Kraftfahrzeugmechatroniker/innen mit dem Schwerpunkt Motorradtechnik werden im dualen System ausgebildet.Lernorte sindAusbildungsbetrieb (i.d.R. Herstellerbetriebe für Motorräder, Servicebetriebe): Reparaturwerkstätten, ProduktionshallenBerufsschule: UnterrichtsräumeKönnen Betriebe nicht alle geforderten Ausbildungsinhalte vermitteln, besteht die Möglichkeit, Teile der Ausbildung in überbetriebliche Ausbildungsstätten zu verlagern.Hinweis: Der Berufsschulunterricht wird teilweise in länderübergreifenden Fachklassen durchgeführt, derzeit:für die Länder Brandenburg, Sachsen, Sachsen-Anhalt und Thüringen in Leipzig (Sachsen):Karl-Heine-Schule Berufliches Schulzentrum der Stadt LeipzigQuelle: Übersicht länderübergreifender Fachklassen (Stand: 27.03.2025)

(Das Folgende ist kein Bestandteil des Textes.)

use glam::{Quat, Vec3};
use serde::{Deserialize, Serialize};

use super::types::Transform;

/// Axis-aligned bounding box used for body bounds, broadphase nodes, and
/// mesh BVH nodes.
#[derive(Debug, Clone, Copy, Serialize, Deserialize)]
pub struct Aabb {
    pub min: Vec3,
    pub max: Vec3,
}

impl Aabb {
    pub fn new(min: Vec3, max: Vec3) -> Self {
        Self { min, max }
    }

    pub fn empty() -> Self {
        Self {
            min: Vec3::splat(f32::INFINITY),
            max: Vec3::splat(f32::NEG_INFINITY),
        }
    }

    pub fn from_center_extent(center: Vec3, half_extent: Vec3) -> Self {
        Self {
            min: center - half_extent,
            max: center + half_extent,
        }
    }

    pub fn from_points(points: &[Vec3]) -> Self {
        let mut bounds = Self::empty();
        for &p in points {
            bounds.extend(p);
        }
        bounds
    }

    pub fn extend(&mut self, point: Vec3) {
        self.min = self.min.min(point);
        self.max = self.max.max(point);
    }

    pub fn merged(&self, other: &Aabb) -> Aabb {
        Aabb {
            min: self.min.min(other.min),
            max: self.max.max(other.max),
        }
    }

    pub fn expanded(&self, margin: f32) -> Aabb {
        Aabb {
            min: self.min - Vec3::splat(margin),
            max: self.max + Vec3::splat(margin),
        }
    }

    /// Extends the box along a displacement, covering the swept volume.
    pub fn swept(&self, displacement: Vec3) -> Aabb {
        Aabb {
            min: self.min + displacement.min(Vec3::ZERO),
            max: self.max + displacement.max(Vec3::ZERO),
        }
    }

    pub fn center(&self) -> Vec3 {
        (self.min + self.max) * 0.5
    }

    pub fn extent(&self) -> Vec3 {
        (self.max - self.min) * 0.5
    }

    pub fn surface_area(&self) -> f32 {
        let d = (self.max - self.min).max(Vec3::ZERO);
        2.0 * (d.x * d.y + d.y * d.z + d.z * d.x)
    }

    pub fn intersects(&self, other: &Aabb) -> bool {
        self.min.x <= other.max.x
            && self.max.x >= other.min.x
            && self.min.y <= other.max.y
            && self.max.y >= other.min.y
            && self.min.z <= other.max.z
            && self.max.z >= other.min.z
    }

    pub fn contains(&self, other: &Aabb) -> bool {
        self.min.x <= other.min.x
            && self.min.y <= other.min.y
            && self.min.z <= other.min.z
            && self.max.x >= other.max.x
            && self.max.y >= other.max.y
            && self.max.z >= other.max.z
    }

    pub fn contains_point(&self, point: Vec3) -> bool {
        point.x >= self.min.x
            && point.x <= self.max.x
            && point.y >= self.min.y
            && point.y <= self.max.y
            && point.z >= self.min.z
            && point.z <= self.max.z
    }

    /// Slab test against a ray. Returns the entry parameter if the ray
    /// touches the box within `[0, max_t]`. A ray starting inside yields 0.
    pub fn ray_entry(&self, origin: Vec3, direction: Vec3, max_t: f32) -> Option<f32> {
        let mut t_min = 0.0_f32;
        let mut t_max = max_t;

        for i in 0..3 {
            let o = origin[i];
            let d = direction[i];
            if d.abs() < 1e-12 {
                if o < self.min[i] || o > self.max[i] {
                    return None;
                }
            } else {
                let inv = 1.0 / d;
                let mut t1 = (self.min[i] - o) * inv;
                let mut t2 = (self.max[i] - o) * inv;
                if t1 > t2 {
                    std::mem::swap(&mut t1, &mut t2);
                }
                t_min = t_min.max(t1);
                t_max = t_max.min(t2);
                if t_min > t_max {
                    return None;
                }
            }
        }

        Some(t_min)
    }

    /// Bounds of this box after rotating and translating it. Conservative:
    /// the result contains the rotated box exactly.
    pub fn transformed(&self, transform: &Transform) -> Aabb {
        let center = transform.point_to_world(self.center());
        let extent = self.extent();
        let abs_rot = abs_rotation_columns(transform.rotation);
        let new_extent = abs_rot[0] * extent.x + abs_rot[1] * extent.y + abs_rot[2] * extent.z;
        Aabb::from_center_extent(center, new_extent)
    }

    pub fn scaled(&self, scale: Vec3) -> Aabb {
        let a = self.min * scale;
        let b = self.max * scale;
        Aabb {
            min: a.min(b),
            max: a.max(b),
        }
    }
}

fn abs_rotation_columns(rotation: Quat) -> [Vec3; 3] {
    let m = glam::Mat3::from_quat(rotation);
    [m.x_axis.abs(), m.y_axis.abs(), m.z_axis.abs()]
}

#[cfg(test)]
mod tests {
    use super::*;

    #[test]
    fn ray_entry_hits_and_misses() {
        let bounds = Aabb::new(Vec3::splat(-1.0), Vec3::splat(1.0));
        let hit = bounds.ray_entry(Vec3::new(-5.0, 0.0, 0.0), Vec3::X, 100.0);
        assert!(hit.is_some());
        assert!((hit.unwrap() - 4.0).abs() < 1e-5);

        let miss = bounds.ray_entry(Vec3::new(-5.0, 3.0, 0.0), Vec3::X, 100.0);
        assert!(miss.is_none());

        let inside = bounds.ray_entry(Vec3::ZERO, Vec3::X, 100.0);
        assert_eq!(inside, Some(0.0));
    }

    #[test]
    fn transformed_contains_rotated_corners() {
        let bounds = Aabb::new(Vec3::new(-1.0, -2.0, -0.5), Vec3::new(1.0, 2.0, 0.5));
        let t = Transform::new(Vec3::new(3.0, 0.0, 0.0), Quat::from_rotation_z(0.9));
        let moved = bounds.transformed(&t);
        for corner in [
            Vec3::new(-1.0, -2.0, -0.5),
            Vec3::new(1.0, 2.0, 0.5),
            Vec3::new(1.0, -2.0, 0.5),
            Vec3::new(-1.0, 2.0, -0.5),
        ] {
            assert!(moved.contains_point(t.point_to_world(corner)));
        }
    }

    #[test]
    fn swept_covers_both_ends() {
        let bounds = Aabb::new(Vec3::ZERO, Vec3::ONE);
        let swept = bounds.swept(Vec3::new(2.0, -1.0, 0.0));
        assert!(swept.contains(&bounds));
        assert!(swept.contains_point(Vec3::new(3.0, -1.0, 0.5)));
    }
}
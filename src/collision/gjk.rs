//! Convex collision kernels: GJK intersection, EPA penetration depth, and a
//! distance variant of GJK with witness points used by shape casts and
//! closest-point queries.

use glam::Vec3;

use crate::core::shape::{scaled_support, Shape};
use crate::core::types::Transform;

const GJK_MAX_ITERATIONS: usize = 32;
const GJK_EPSILON: f32 = 1e-6;
const EPA_MAX_ITERATIONS: usize = 32;

/// World-space support function over a convex volume.
pub trait Support {
    fn support(&self, direction: Vec3) -> Vec3;
}

/// A convex shape leaf posed in world space with a component-wise scale.
#[derive(Clone, Copy)]
pub struct ConvexSupport<'a> {
    pub shape: &'a Shape,
    pub transform: Transform,
    pub scale: Vec3,
}

impl Support for ConvexSupport<'_> {
    fn support(&self, direction: Vec3) -> Vec3 {
        let local_dir = self.transform.direction_to_local(direction);
        self.transform
            .point_to_world(scaled_support(self.shape, self.scale, local_dir))
    }
}

/// A world-space triangle treated as a (flat) convex volume.
#[derive(Clone, Copy)]
pub struct TriangleSupport {
    pub vertices: [Vec3; 3],
}

impl Support for TriangleSupport {
    fn support(&self, direction: Vec3) -> Vec3 {
        let mut best = self.vertices[0];
        let mut best_dot = best.dot(direction);
        for &v in &self.vertices[1..] {
            let d = v.dot(direction);
            if d > best_dot {
                best_dot = d;
                best = v;
            }
        }
        best
    }
}

/// A single point.
#[derive(Clone, Copy)]
pub struct PointSupport(pub Vec3);

impl Support for PointSupport {
    fn support(&self, _direction: Vec3) -> Vec3 {
        self.0
    }
}

/// A support translated by a fixed offset (used by shape casts to slide a
/// shape along its sweep without rebuilding transforms).
pub struct OffsetSupport<'a> {
    pub inner: &'a dyn Support,
    pub offset: Vec3,
}

impl Support for OffsetSupport<'_> {
    fn support(&self, direction: Vec3) -> Vec3 {
        self.inner.support(direction) + self.offset
    }
}

/// Boolean GJK over the configuration-space obstacle `A - B`. On overlap the
/// final simplex (a tetrahedron enclosing the origin) is returned for EPA.
pub fn gjk_intersect(a: &dyn Support, b: &dyn Support, initial_dir: Vec3) -> Option<Vec<Vec3>> {
    let mut direction = if initial_dir.length_squared() < GJK_EPSILON {
        Vec3::X
    } else {
        initial_dir
    };
    let mut simplex: Vec<Vec3> = Vec::with_capacity(4);

    for _ in 0..GJK_MAX_ITERATIONS {
        let point = a.support(direction) - b.support(-direction);
        if point.dot(direction) < 0.0 {
            return None;
        }
        simplex.push(point);
        if next_simplex(&mut simplex, &mut direction) {
            return Some(simplex);
        }
    }

    log::debug!("gjk failed to converge; treating pair as non-colliding");
    None
}

/// Advances the simplex towards enclosing the origin. Returns true once a
/// tetrahedron contains it.
fn next_simplex(simplex: &mut Vec<Vec3>, direction: &mut Vec3) -> bool {
    match simplex.len() {
        1 => {
            *direction = -simplex[0];
            false
        }
        2 => {
            let a = simplex[1];
            let b = simplex[0];
            let ab = b - a;
            let ao = -a;
            let dir = ab.cross(ao).cross(ab);
            if dir.length_squared() < GJK_EPSILON {
                // Origin lies on the segment; pick any perpendicular.
                let axis = if ab.x.abs() < 0.57 { Vec3::X } else { Vec3::Y };
                *direction = ab.cross(axis);
            } else {
                *direction = dir;
            }
            false
        }
        3 => {
            let a = simplex[2];
            let b = simplex[1];
            let c = simplex[0];
            let ab = b - a;
            let ac = c - a;
            let ao = -a;
            let abc = ab.cross(ac);

            if abc.cross(ac).dot(ao) > 0.0 {
                simplex.remove(1);
                *direction = ac.cross(ao).cross(ac);
            } else if ab.cross(abc).dot(ao) > 0.0 {
                simplex.remove(0);
                *direction = ab.cross(ao).cross(ab);
            } else if abc.length_squared() < GJK_EPSILON {
                *direction = Vec3::Y;
            } else if abc.dot(ao) > 0.0 {
                *direction = abc;
            } else {
                *direction = -abc;
            }
            false
        }
        _ => {
            let a = simplex[3];
            let b = simplex[2];
            let c = simplex[1];
            let d = simplex[0];
            let ab = b - a;
            let ac = c - a;
            let ad = d - a;
            let ao = -a;
            let abc = ab.cross(ac);
            let acd = ac.cross(ad);
            let adb = ad.cross(ab);

            if abc.dot(ao) > 0.0 {
                simplex.remove(0);
                *direction = abc;
                false
            } else if acd.dot(ao) > 0.0 {
                simplex.remove(2);
                *direction = acd;
                false
            } else if adb.dot(ao) > 0.0 {
                simplex.remove(1);
                *direction = adb;
                false
            } else {
                true
            }
        }
    }
}
use std::collections::VecDeque;
use std::fmt;

use super::body::{RigidBody, INACTIVE};

/// Opaque 64-bit body handle packing a pool index (low 32 bits) and a
/// sequence number (high 32 bits). Lookups validate the sequence, so handles
/// to removed bodies resolve to "not found" even after the slot is reused.
#[derive(Debug, Clone, Copy, PartialEq, Eq, Hash, PartialOrd, Ord)]
pub struct BodyId(u64);

impl BodyId {
    pub const INVALID: BodyId = BodyId(u64::MAX);

    pub fn new(index: u32, sequence: u32) -> Self {
        Self((sequence as u64) << 32 | index as u64)
    }

    pub fn index(self) -> u32 {
        self.0 as u32
    }

    pub fn sequence(self) -> u32 {
        (self.0 >> 32) as u32
    }

    pub fn raw(self) -> u64 {
        self.0
    }

    pub fn from_raw(raw: u64) -> Self {
        Self(raw)
    }

    pub fn is_invalid(self) -> bool {
        self == Self::INVALID
    }
}

impl fmt::Display for BodyId {
    fn fmt(&self, f: &mut fmt::Formatter<'_>) -> fmt::Result {
        write!(f, "body#{}v{}", self.index(), self.sequence())
    }
}

/// Slot-reusing pool of rigid bodies plus the dense list of active
/// (awake, non-static) bodies the pipeline iterates each step.
#[derive(Default)]
pub struct BodyPool {
    slots: Vec<Option<RigidBody>>,
    sequences: Vec<u32>,
    free_list: VecDeque<u32>,
    active: Vec<BodyId>,
}

impl BodyPool {
    pub fn new() -> Self {
        Self::default()
    }

    /// Allocates a slot (reusing a freed one with a bumped sequence) and
    /// stores the body produced by `make`, which receives the final id.
    pub fn insert(&mut self, make: impl FnOnce(BodyId) -> RigidBody) -> BodyId {
        if let Some(index) = self.free_list.pop_front() {
            let id = BodyId::new(index, self.sequences[index as usize]);
            self.slots[index as usize] = Some(make(id));
            id
        } else {
            let index = self.slots.len() as u32;
            let id = BodyId::new(index, 0);
            self.slots.push(Some(make(id)));
            self.sequences.push(0);
            id
        }
    }

    pub fn get(&self, id: BodyId) -> Option<&RigidBody> {
        if !self.is_valid(id) {
            return None;
        }
        self.slots.get(id.index() as usize)?.as_ref()
    }

    pub fn get_mut(&mut self, id: BodyId) -> Option<&mut RigidBody> {
        if !self.is_valid(id) {
            return None;
        }
        self.slots.get_mut(id.index() as usize)?.as_mut()
    }

    /// Raw slot access used by the intrusive contact lists and the solver,
    /// which address bodies by pool index.
    pub fn get_at(&self, index: u32) -> Option<&RigidBody> {
        self.slots.get(index as usize)?.as_ref()
    }

    pub fn get_at_mut(&mut self, index: u32) -> Option<&mut RigidBody> {
        self.slots.get_mut(index as usize)?.as_mut()
    }

    /// Simultaneous mutable access to two distinct bodies.
    pub fn get2_mut(&mut self, a: BodyId, b: BodyId) -> Option<(&mut RigidBody, &mut RigidBody)> {
        if !self.is_valid(a) || !self.is_valid(b) {
            return None;
        }
        self.get2_mut_at(a.index(), b.index())
    }

    pub fn get2_mut_at(
        &mut self,
        index_a: u32,
        index_b: u32,
    ) -> Option<(&mut RigidBody, &mut RigidBody)> {
        if index_a == index_b {
            return None;
        }
        let (first, second, flipped) = if index_a < index_b {
            (index_a as usize, index_b as usize, false)
        } else {
            (index_b as usize, index_a as usize, true)
        };
        if second >= self.slots.len() {
            return None;
        }
        let (left, right) = self.slots.split_at_mut(second);
        let first_body = left.get_mut(first)?.as_mut()?;
        let second_body = right.get_mut(0)?.as_mut()?;
        if flipped {
            Some((second_body, first_body))
        } else {
            Some((first_body, second_body))
        }
    }

    /// Frees the slot. The caller is responsible for having detached the
    /// body from the broadphase, contacts, constraints, and active list.
    pub fn remove(&mut self, id: BodyId) -> Option<RigidBody> {
        if !self.is_valid(id) {
            return None;
        }
        let index = id.index() as usize;
        let body = self.slots[index].take()?;
        self.sequences[index] = self.sequences[index].wrapping_add(1);
        self.free_list.push_back(id.index());
        Some(body)
    }

    /// Adds a body to the dense active list.
    pub fn activate(&mut self, id: BodyId) {
        let position = self.active.len() as u32;
        if let Some(body) = self.get_mut(id) {
            if body.active_index != INACTIVE || body.is_static() {
                return;
            }
            body.active_index = position;
            body.sleeping = false;
            body.motion.sleep_timer = 0.0;
        } else {
            return;
        }
        self.active.push(id);
    }

    /// Removes a body from the active list with a swap-remove, patching the
    /// moved body's dense index.
    pub fn deactivate(&mut self, id: BodyId) {
        let index = match self.get(id) {
            Some(body) if body.active_index != INACTIVE => body.active_index as usize,
            _ => return,
        };
        self.active.swap_remove(index);
        if let Some(&moved) = self.active.get(index) {
            if let Some(body) = self.get_mut(moved) {
                body.active_index = index as u32;
            }
        }
        if let Some(body) = self.get_mut(id) {
            body.active_index = INACTIVE;
        }
    }

    pub fn active_bodies(&self) -> &[BodyId] {
        &self.active
    }

    pub fn ids(&self) -> impl Iterator<Item = BodyId> + '_ {
        self.slots.iter().enumerate().filter_map(|(index, slot)| {
            slot.as_ref()
                .map(|_| BodyId::new(index as u32, self.sequences[index]))
        })
    }

    pub fn iter(&self) -> impl Iterator<Item = &RigidBody> {
        self.slots.iter().filter_map(|slot| slot.as_ref())
    }

    pub fn iter_mut(&mut self) -> impl Iterator<Item = &mut RigidBody> {
        self.slots.iter_mut().filter_map(|slot| slot.as_mut())
    }

    pub fn len(&self) -> usize {
        self.slots.iter().filter(|slot| slot.is_some()).count()
    }

    pub fn is_empty(&self) -> bool {
        self.len() == 0
    }

    fn is_valid(&self, id: BodyId) -> bool {
        self.sequences
            .get(id.index() as usize)
            .map(|&sequence| sequence == id.sequence())
            .unwrap_or(false)
    }
}

#[cfg(test)]
mod tests {
    use super::*;
    use crate::core::body::{MotionProperties, MotionType, NO_ISLAND};
    use crate::core::shape::Shape;
    use crate::core::types::{MassProperties, Material};
    use crate::core::Aabb;
    use crate::collision::contact::ContactKey;
    use glam::{Quat, Vec3};
    use std::sync::Arc;

    fn make_body(id: BodyId) -> RigidBody {
        RigidBody {
            id,
            position: Vec3::ZERO,
            rotation: Quat::IDENTITY,
            shape: Arc::new(Shape::sphere(1.0).unwrap()),
            motion_type: MotionType::Dynamic,
            object_layer: 0,
            motion: MotionProperties::default(),
            mass_properties: MassProperties::default(),
            material: Material::default(),
            world_aabb: Aabb::empty(),
            broadphase_proxy: u32::MAX,
            contact_list_head: ContactKey::EMPTY,
            contact_count: 0,
            constraints: Vec::new(),
            sleeping: false,
            active_index: INACTIVE,
            island_index: NO_ISLAND,
            sensor: false,
            collide_kinematic_vs_non_dynamic: false,
            allow_sleeping: true,
            collision_group: u32::MAX,
            collision_mask: u32::MAX,
        }
    }

    #[test]
    fn reused_slot_gets_a_greater_sequence() {
        let mut pool = BodyPool::new();
        let first = pool.insert(make_body);
        pool.remove(first);
        let second = pool.insert(make_body);
        assert_eq!(first.index(), second.index());
        assert!(second.sequence() > first.sequence());
        assert!(pool.get(first).is_none());
        assert!(pool.get(second).is_some());
    }

    #[test]
    fn active_list_swap_remove_patches_indices() {
        let mut pool = BodyPool::new();
        let a = pool.insert(make_body);
        let b = pool.insert(make_body);
        let c = pool.insert(make_body);
        pool.activate(a);
        pool.activate(b);
        pool.activate(c);

        pool.deactivate(a);
        assert_eq!(pool.active_bodies().len(), 2);
        for &id in pool.active_bodies() {
            let body = pool.get(id).unwrap();
            assert_eq!(pool.active_bodies()[body.active_index as usize], id);
        }
        assert_eq!(pool.get(a).unwrap().active_index, INACTIVE);
    }

    #[test]
    fn get2_mut_preserves_argument_order() {
        let mut pool = BodyPool::new();
        let a = pool.insert(make_body);
        let b = pool.insert(make_body);
        let (body_b, body_a) = pool.get2_mut(b, a).unwrap();
        assert_eq!(body_b.id, b);
        assert_eq!(body_a.id, a);
        assert!(pool.get2_mut(a, a).is_none());
    }
}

Wie hoch ist das typische Gehalt für Kraftfahrzeugmechatroniker/Kraftfahrzeugmechatronikerin Schwerpunkt Motorradtechnik in Deutschland?

Gehälter variieren je nach Region, Betriebsgröße und Erfahrung. Aktuelle Zahlen liefern BERUFENET oder Gehaltsportale wie gehalt.de und stepstone.de Gehaltsreport.